Maybe Motown three should stop innovating and go back to working on basics.

Thursday, June 19, 2008

Influence lazy government agencies

Last 2 days have been buzzing with the news of how Amazon has stopped shipping to South Africa using their postal service citing rising thefts. Amazon is now offering only priority shipping though reputed courier services as opposed to using the Government postal agencies.

As with any government response, the postal agency has retorted that the thefts were down by 69% from last year and their success rate currently was at 99%!. In spite of such interesting numbers, Amazon, which has a mission to be Earth's most customer centric company, has decided to cut off its shipping through the SA post offices.

Angry customers are now forcing SA post office to look inward to resolve the problem. Few hours after the first announcement, SA post office declared that they were trying to contact Amazon to resolve the root cause of the problem. The post office said that Amazon is a important customer for them.

This signals many things - first being that the government agencies feel the pinch to change their attitude and work culture; second that even private agencies can induce change into such never-changing government institutions.

Will such a thing happen in India?

Tuesday, June 17, 2008

Camel is a Horse designed by a committee

I hate meetings - long ones; no defined agenda; with few participants who come into work just for chairing or attending meetings. So any research essay that demerits meetings is a cup of lassi for me!

Slow Leadership came out with a strong post that can summarized that more meetings mean less trust.
In the list of activities that waste time and cause worthless frustration at work, meetings rank very near the top. Not only do many meetings fail to result in any clear decision, leaving you wondering why people came together in the first place, others have no discernible purpose at all. Worst of all, holding too many meetings passes a strong message: the boss doesn’t trust the team to function without his or her constant interference; and colleagues don’t trust one another not to undermine them in some way.
I would vote with the article more than one hundred percent. Most meetings dont result in any decision making - all people do is pass the buck. If one takes a bold decision, then he/she shows a dominating attitude; decision by consensus happens in meeting post lunch sessions.
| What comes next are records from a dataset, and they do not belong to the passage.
//! Entity trait: identity + continuity across state changes.

/// Entity marker + minimal interface.
///
/// Users and catalog products are entities: two instances with the same id
/// describe the same thing even when their other fields differ.
pub trait Entity {
    /// Identifier type. Remote ids are opaque strings in this layer.
    type Id: Clone + Eq + core::hash::Hash + core::fmt::Debug;

    /// Returns the entity identifier.
    fn id(&self) -> &Self::Id;

    /// Whether both values refer to the same entity.
    fn same_identity(&self, other: &Self) -> bool {
        self.id() == other.id()
    }
}
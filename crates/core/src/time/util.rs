//! Current-time helpers and string renderings.

use chrono::{DateTime, FixedOffset, SecondsFormat, TimeZone, Utc};

/// HTTP-date layout, identical to what browsers emit for `toUTCString`.
const UTC_STRING_FORMAT: &str = "%a, %d %b %Y %H:%M:%S GMT";

/// Current time rendered as an HTTP date (`Thu, 15 Oct 2026 09:30:00 GMT`).
pub fn current_time_utc() -> String {
    to_utc_string(&Utc::now())
}

/// Current time as RFC 3339 with millisecond precision and a `Z` suffix.
pub fn current_time_iso() -> String {
    to_iso_string(&Utc::now())
}

/// Milliseconds since the Unix epoch.
pub fn current_utc_millis() -> i64 {
    Utc::now().timestamp_millis()
}

/// Minutes the given local time is *behind* UTC.
///
/// Follows the browser sign convention: UTC+02:00 yields `-120`.
pub fn utc_offset_minutes(date: &DateTime<FixedOffset>) -> i32 {
    -(date.offset().local_minus_utc() / 60)
}

pub fn to_utc_string<Tz: TimeZone>(date: &DateTime<Tz>) -> String {
    date.with_timezone(&Utc).format(UTC_STRING_FORMAT).to_string()
}

pub fn to_iso_string<Tz: TimeZone>(date: &DateTime<Tz>) -> String {
    date.with_timezone(&Utc)
        .to_rfc3339_opts(SecondsFormat::Millis, true)
}
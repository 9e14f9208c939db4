use uuid::Uuid;

#[derive(Debug, thiserror::Error)]
pub enum WorkerError {
    #[error("failed to start worker thread: missing entrypoint")]
    MissingEntrypoint,

    #[error("worker thread {0} is already running")]
    AlreadyRunning(Uuid),

    #[error("failed to post message: worker thread {0} is not running")]
    NotRunning(Uuid),

    #[error("worker thread {0} stopped receiving messages")]
    Disconnected(Uuid),

    #[error("failed to spawn worker thread: {0}")]
    Spawn(#[from] std::io::Error),
}

pub type WorkerResult<T> = Result<T, WorkerError>;
use serde::Serialize;
use serde_json::Value;
use tracing::warn;

use kfs_core::json::{self, Object};
use kfs_core::{DomainError, DomainResult, ValueObject};

use crate::address::Address;

/// Employer / organisation details attached to a business account.
#[derive(Debug, Clone, PartialEq, Eq, Serialize)]
pub struct Company {
    pub name: String,
    #[serde(skip_serializing_if = "Option::is_none")]
    pub department: Option<String>,
    #[serde(skip_serializing_if = "Option::is_none")]
    pub phone: Option<String>,
    #[serde(skip_serializing_if = "Option::is_none")]
    pub address: Option<Address>,
}

impl ValueObject for Company {}

impl Company {
    pub fn new(name: impl Into<String>) -> Self {
        Self {
            name: name.into(),
            department: None,
            phone: None,
            address: None,
        }
    }

    pub fn from_json(value: &Value) -> Option<Self> {
        Self::try_from(value).ok()
    }

    fn from_object(obj: &Object) -> DomainResult<Self> {
        let address = match json::nested(obj, "address") {
            None => None,
            Some(v) => match Address::try_from(v) {
                Ok(a) => Some(a),
                Err(err) => {
                    warn!(error = %err, "ignoring malformed company address");
                    None
                }
            },
        };

        Ok(Self {
            name: json::required_string(obj, "name")?,
            department: json::optional_string(obj, "department")?,
            phone: json::optional_string(obj, "phone")?,
            address,
        })
    }
}

impl TryFrom<&Value> for Company {
    type Error = DomainError;

    fn try_from(value: &Value) -> Result<Self, Self::Error> {
        Self::from_object(json::as_object(value)?)
    }
}

pub fn is_company(value: &Value) -> bool {
    Company::try_from(value).is_ok()
}

#[cfg(test)]
mod tests {
    use super::*;
    use serde_json::json;

    #[test]
    fn name_is_required() {
        assert!(!is_company(&json!({ "department": "R&D" })));
        assert!(is_company(&json!({ "name": "Acme" })));
    }

    #[test]
    fn malformed_address_is_dropped_not_fatal() {
        let company = Company::from_json(&json!({
            "name": "Acme",
            "address": { "line1": "1 Main St" }
        }))
        .unwrap();

        assert_eq!(company.name, "Acme");
        assert_eq!(company.address, None);
    }
}
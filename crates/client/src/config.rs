//! Environment-driven client configuration.

use anyhow::{Context, Result, bail};
use tracing::warn;

pub const USER_API_URL_ENV: &str = "USER_API_URL";
pub const USER_API_VER_ENV: &str = "USER_API_VER";
pub const ALLOW_INSECURE_ENV: &str = "KFS_ALLOW_INSECURE_HTTP";

pub const DEFAULT_API_VERSION: &str = "v1";

/// Where the user API lives and how to reach it.
#[derive(Debug, Clone, PartialEq, Eq)]
pub struct ClientConfig {
    pub api_url: String,
    pub api_version: String,
    /// Permit plain `http` endpoints (local development and tests).
    pub allow_insecure: bool,
}

impl ClientConfig {
    pub fn new(api_url: impl Into<String>, api_version: impl Into<String>) -> Self {
        Self {
            api_url: api_url.into(),
            api_version: api_version.into(),
            allow_insecure: false,
        }
    }

    pub fn with_allow_insecure(mut self, allow: bool) -> Self {
        self.allow_insecure = allow;
        self
    }

    /// Read `USER_API_URL`, `USER_API_VER` and `KFS_ALLOW_INSECURE_HTTP`.
    pub fn from_env() -> Result<Self> {
        Self::from_lookup(|key| std::env::var(key).ok())
    }

    fn from_lookup(lookup: impl Fn(&str) -> Option<String>) -> Result<Self> {
        let api_url = lookup(USER_API_URL_ENV)
            .map(|v| v.trim().to_string())
            .filter(|v| !v.is_empty())
            .with_context(|| format!("{USER_API_URL_ENV} must be set"))?;
        url::Url::parse(&api_url)
            .with_context(|| format!("{USER_API_URL_ENV} is not a valid URL: {api_url}"))?;

        let api_version = lookup(USER_API_VER_ENV)
            .map(|v| v.trim().to_string())
            .filter(|v| !v.is_empty())
            .unwrap_or_else(|| DEFAULT_API_VERSION.to_string());

        let allow_insecure = match lookup(ALLOW_INSECURE_ENV) {
            None => false,
            Some(raw) => match parse_flag(&raw) {
                Some(flag) => flag,
                None => {
                    warn!(value = %raw, "{ALLOW_INSECURE_ENV} is not a boolean; defaulting to false");
                    false
                }
            },
        };

        if !allow_insecure && api_url.starts_with("http://") {
            bail!("{USER_API_URL_ENV} uses plain http; set {ALLOW_INSECURE_ENV}=true to allow it");
        }

        Ok(Self {
            api_url,
            api_version,
            allow_insecure,
        })
    }

    /// Versioned base endpoint, e.g. `https://api.example.com/v1`.
    pub fn endpoint(&self) -> String {
        format!(
            "{}/{}",
            self.api_url.trim_end_matches('/'),
            self.api_version.trim_matches('/')
        )
    }
}

fn parse_flag(raw: &str) -> Option<bool> {
    match raw.trim().to_ascii_lowercase().as_str() {
        "1" | "true" | "yes" | "on" => Some(true),
        "0" | "false" | "no" | "off" | "" => Some(false),
        _ => None,
    }
}

#[cfg(test)]
mod tests {
    use super::*;
    use std::collections::HashMap;

    fn lookup(vars: &[(&str, &str)]) -> impl Fn(&str) -> Option<String> {
        let vars: HashMap<String, String> = vars
            .iter()
            .map(|(k, v)| (k.to_string(), v.to_string()))
            .collect();
        move |key| vars.get(key).cloned()
    }

    #[test]
    fn version_defaults_to_v1() {
        let config = ClientConfig::from_lookup(lookup(&[(USER_API_URL_ENV, "https://api.example.com/")])).unwrap();
        assert_eq!(config.api_version, DEFAULT_API_VERSION);
        assert_eq!(config.endpoint(), "https://api.example.com/v1");
        assert!(!config.allow_insecure);
    }

    #[test]
    fn url_is_required_and_must_parse() {
        let err = ClientConfig::from_lookup(lookup(&[])).unwrap_err();
        assert!(err.to_string().contains(USER_API_URL_ENV));

        assert!(ClientConfig::from_lookup(lookup(&[(USER_API_URL_ENV, "::nope::")])).is_err());
    }

    #[test]
    fn plain_http_needs_the_insecure_flag() {
        let vars = [(USER_API_URL_ENV, "http://127.0.0.1:9000")];
        assert!(ClientConfig::from_lookup(lookup(&vars)).is_err());

        let vars = [
            (USER_API_URL_ENV, "http://127.0.0.1:9000"),
            (USER_API_VER_ENV, "v2"),
            (ALLOW_INSECURE_ENV, "TRUE"),
        ];
        let config = ClientConfig::from_lookup(lookup(&vars)).unwrap();
        assert!(config.allow_insecure);
        assert_eq!(config.endpoint(), "http://127.0.0.1:9000/v2");
    }

    #[test]
    fn unrecognised_flag_falls_back_to_false() {
        assert_eq!(parse_flag("maybe"), None);
        let vars = [(USER_API_URL_ENV, "https://api.example.com"), (ALLOW_INSECURE_ENV, "maybe")];
        assert!(!ClientConfig::from_lookup(lookup(&vars)).unwrap().allow_insecure);
    }
}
Most of the time the only decision taken is when to meet next to discuss the issue.

The status meetings are by far the worst - they are like reading all your spam mails, junk folder mails, bulk mails and forcing others to read them too. In addition to pervasive distrust that the author talks about, I believe that CYA plays a key factor in meetings.

The other funny thing is to keep saying "Lets take this offline". If you were to take it offline,
then why call a meeting in the first place?

As techies say, No-Laptop meetings makes sense. No meetings make more sense!